In The Promise of Happiness, Sara Ahmed offers a critique of our culture’s imperative to be happy. Drawing on source material that ranges from Aristotelian discussions of ethics to the film Bend It Like Beckham, Ahmed explores what happens when our own happiness is conditional on someone else’s, and the life choices we make in response to that perceived obligation. If “I just want you to be happy,” to what exactly am I committing myself? Ahmed is professor of race and culture studies at the University of London, and The Promise of Happiness reads very much as a product of academia. There are instances when a citation gets wrapped in a page reference and topped with a footnote in a sort of algebraic spring roll, and those footnotes are numerous and extensive. But Ahmed’s analyses are spot-on and provocative. In Bend It Like Beckham, for example, one girl’s love of football becomes central to her identity within her traditional Indian family and their home in England. Does becoming more assimilated (whiter?) equal happiness? Her family won’t let her play, so she defies them to play in secret; her friend on the team, who is white, is pressured to give up football for something more feminine (straighter?). Ahmed’s analysis of this and other topics is unpredictable and engaging.

by Heather Seggel


Reframing BodiesReframing Bodies: AIDS, Bearing
Witness, and the Queer Moving Image

by Roger Hallas
Duke.  366 pages, $24.95 (paper)


This book presents an original and intriguing re-evaluation of queer film and videos made between the mid-1980’s and the early 2000’s in response to the aids epidemic. Terming this work “queer aids media,” Hallas explores how artists used film and video to “bear witness to the historical trauma of the epidemic.” In so doing, Reframing Bodies expands our understanding of the political importance of visual media to the act of witnessing and the ongoing efforts of aids activism. This is a scholarly book that brings to the growing bookshelf of trauma studies an engaging analysis of the work of queer media, and in turn expands the conversation on the history and experience of trauma to include queer experiences of aids.
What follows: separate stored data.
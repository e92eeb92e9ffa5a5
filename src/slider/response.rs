use super::command_id;
use crate::{DeviceInfo, Frame, InvalidLength, InvalidMessage, InvalidParameterCount, UnknownReport};

/// A response decoded from a slider frame.
#[derive(Debug, Clone, Eq, PartialEq)]
pub enum Response {
	/// The slider finished a reset and is ready for commands.
	Ready,

	/// A touch report with the raw pressure values in slider order.
	///
	/// Use [`super::TouchReport::from_raw()`] to convert the values to left-to-right coordinates.
	SingleReport {
		/// The raw pressure values.
		values: Vec<u8>,
	},

	/// The slider rejected a request.
	Exception {
		/// The context of the failure, normally the offending command.
		context: u8,

		/// The error code.
		error: u8,
	},

	/// The device information.
	Info(DeviceInfo),
}

impl Response {
	/// Decode a response from a frame: `[SYNC, command, argc, arguments..., checksum]`.
	///
	/// The checksum is not checked here, that is up to the [`crate::Bus`].
	pub fn decode(frame: &Frame) -> Result<Self, InvalidMessage> {
		let data = frame.as_bytes();
		InvalidLength::check(data.len(), 4)?;
		let command = data[1];
		let argc = usize::from(data[2]);
		let arguments = &data[3..data.len() - 1];
		InvalidParameterCount::check(arguments.len(), argc)?;

		match command {
			command_id::RESET => Ok(Self::Ready),
			command_id::SINGLE_REPORT => Ok(Self::SingleReport {
				values: arguments.to_vec(),
			}),
			command_id::EXCEPTION => {
				InvalidParameterCount::check_min(arguments.len(), 2)?;
				Ok(Self::Exception {
					context: arguments[0],
					error: arguments[1],
				})
			},
			command_id::GET_INFO => Ok(Self::Info(DeviceInfo::parse(arguments)?)),
			report => Err(UnknownReport { report }.into()),
		}
	}

	/// The command ID of the response.
	pub fn command_id(&self) -> u8 {
		match self {
			Self::Ready => command_id::RESET,
			Self::SingleReport { .. } => command_id::SINGLE_REPORT,
			Self::Exception { .. } => command_id::EXCEPTION,
			Self::Info(_) => command_id::GET_INFO,
		}
	}
}
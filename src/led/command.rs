use super::FORMAT;
use crate::{PayloadTooLarge, PixelColor};

/// Command IDs of the LED board protocol.
#[rustfmt::skip]
#[allow(missing_docs)]
pub mod command_id {
	pub const RESET           : u8 = 0x10;
	pub const SET_TIMEOUT     : u8 = 0x11;
	pub const SET_RESPONSE    : u8 = 0x14;
	pub const SET_PIXEL_DATA  : u8 = 0x82;
	pub const SET_PIXEL_COUNT : u8 = 0x86;
	pub const GET_INFO        : u8 = 0xF0;
	pub const GET_STATUS      : u8 = 0xF1;
}

/// The argument of the reset command.
pub const RESET_MAGIC: u8 = 0xD9;

/// A request sent to the LED board.
#[derive(Debug, Clone, Eq, PartialEq)]
pub enum Command<'a> {
	/// Reset the board. The board answers with a ready response.
	Reset,

	/// Request the device information.
	GetInfo,

	/// Set the timeout after which the board turns the LEDs off if it receives no data.
	SetTimeout {
		/// The timeout in milliseconds.
		ms: u16,
	},

	/// Request the board status.
	GetStatus,

	/// Enable or disable responses to pixel data.
	SetResponse {
		/// If true, the board acknowledges each request.
		enabled: bool,
	},

	/// Set the color of every LED.
	SetPixelData(&'a [PixelColor]),

	/// Set the number of LEDs on the strip.
	///
	/// Only the low byte of the count is sent.
	SetPixelCount {
		/// The number of LEDs.
		count: u16,
	},
}

impl Command<'_> {
	/// The command ID byte of the request.
	pub fn command_id(&self) -> u8 {
		match self {
			Self::Reset => command_id::RESET,
			Self::GetInfo => command_id::GET_INFO,
			Self::SetTimeout { .. } => command_id::SET_TIMEOUT,
			Self::GetStatus => command_id::GET_STATUS,
			Self::SetResponse { .. } => command_id::SET_RESPONSE,
			Self::SetPixelData(_) => command_id::SET_PIXEL_DATA,
			Self::SetPixelCount { .. } => command_id::SET_PIXEL_COUNT,
		}
	}

	/// Append the argument bytes of the request to a buffer.
	///
	/// Pixel data is sent as `[r, g, b]` for each LED.
	pub fn encode_arguments(&self, buffer: &mut Vec<u8>) {
		match self {
			Self::Reset => buffer.push(RESET_MAGIC),
			Self::SetTimeout { ms } => buffer.extend_from_slice(&ms.to_be_bytes()),
			Self::SetResponse { enabled } => buffer.push(u8::from(*enabled)),
			Self::SetPixelData(colors) => {
				buffer.reserve(colors.len() * 3);
				for color in colors.iter() {
					buffer.extend_from_slice(&[color.r, color.g, color.b]);
				}
			},
			Self::SetPixelCount { count } => buffer.push(*count as u8),
			Self::GetInfo | Self::GetStatus => (),
		}
	}

	/// Encode the frame body of the request into a buffer: `[destination, source, len, command, arguments...]`.
	///
	/// The length field counts the command byte and the arguments.
	/// The buffer is cleared first.
	pub fn encode_body(&self, destination: u8, source: u8, buffer: &mut Vec<u8>) -> Result<(), PayloadTooLarge> {
		buffer.clear();
		buffer.extend_from_slice(&[destination, source, 0, self.command_id()]);
		self.encode_arguments(buffer);
		buffer[2] = FORMAT.check_length_field(buffer.len() - 3)?;
		Ok(())
	}
}
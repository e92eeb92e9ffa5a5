use crate::InvalidParameterCount;

/// The number of touch rows of the slider.
pub const ROWS: usize = 2;

/// The number of touch columns of the slider.
pub const COLUMNS: usize = 16;

/// A touch sensor position, with column 0 at the left side of the slider.
#[derive(Debug, Copy, Clone, Eq, PartialEq, Hash, Ord, PartialOrd)]
pub struct TouchCoordinate {
	/// The row, 0 or 1.
	pub row: usize,

	/// The column, from 0 (left) to 15 (right).
	pub column: usize,
}

/// A snapshot of all touch pressures.
///
/// The slider reports its columns from right to left.
/// The report stores them left to right, so column 0 is the leftmost key.
#[derive(Debug, Copy, Clone, Default, Eq, PartialEq, Hash)]
pub struct TouchReport {
	pressure: [[u8; COLUMNS]; ROWS],
}

impl TouchReport {
	/// The number of raw values in a single report.
	pub const RAW_LEN: usize = ROWS * COLUMNS;

	/// Convert the raw values of a single report to a touch report.
	///
	/// The raw values come in pairs per column, starting at the rightmost column:
	/// `values[2 * i]` is row 0 and `values[2 * i + 1]` is row 1 of column `15 - i`.
	pub fn from_raw(values: &[u8]) -> Result<Self, InvalidParameterCount> {
		InvalidParameterCount::check(values.len(), Self::RAW_LEN)?;
		let mut pressure = [[0; COLUMNS]; ROWS];
		for (i, pair) in values.chunks_exact(2).enumerate() {
			let column = COLUMNS - 1 - i;
			pressure[0][column] = pair[0];
			pressure[1][column] = pair[1];
		}
		Ok(Self { pressure })
	}

	/// Get the pressure of a single sensor.
	pub fn pressure(&self, row: usize, column: usize) -> Option<u8> {
		self.pressure.get(row)?.get(column).copied()
	}

	/// Get the mean pressure of both rows of a column.
	pub fn column_pressure(&self, column: usize) -> Option<u8> {
		let top = self.pressure(0, column)?;
		let bottom = self.pressure(1, column)?;
		Some(((u16::from(top) + u16::from(bottom)) / 2) as u8)
	}

	/// Iterate over all sensors, row by row, left to right.
	pub fn iter(&self) -> impl Iterator<Item = (TouchCoordinate, u8)> + '_ {
		self.pressure.iter().enumerate().flat_map(|(row, columns)| {
			columns
				.iter()
				.enumerate()
				.map(move |(column, &pressure)| (TouchCoordinate { row, column }, pressure))
		})
	}

	/// Iterate over the sensors with a pressure of at least `threshold`.
	pub fn touched(&self, threshold: u8) -> impl Iterator<Item = TouchCoordinate> + '_ {
		self.iter()
			.filter(move |&(_, pressure)| pressure >= threshold)
			.map(|(coordinate, _)| coordinate)
	}
}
While much has been said about representations of the epidemic, Reframing Bodies shifts our attention to alternative visual media that redefined and challenged mainstream media images. Though the book at times is directed to an academic audience, it offers a lively and impassioned interpretations of the films, and calls our attention to an archive of creative and innovative work that deserves to be remembered and reconsidered.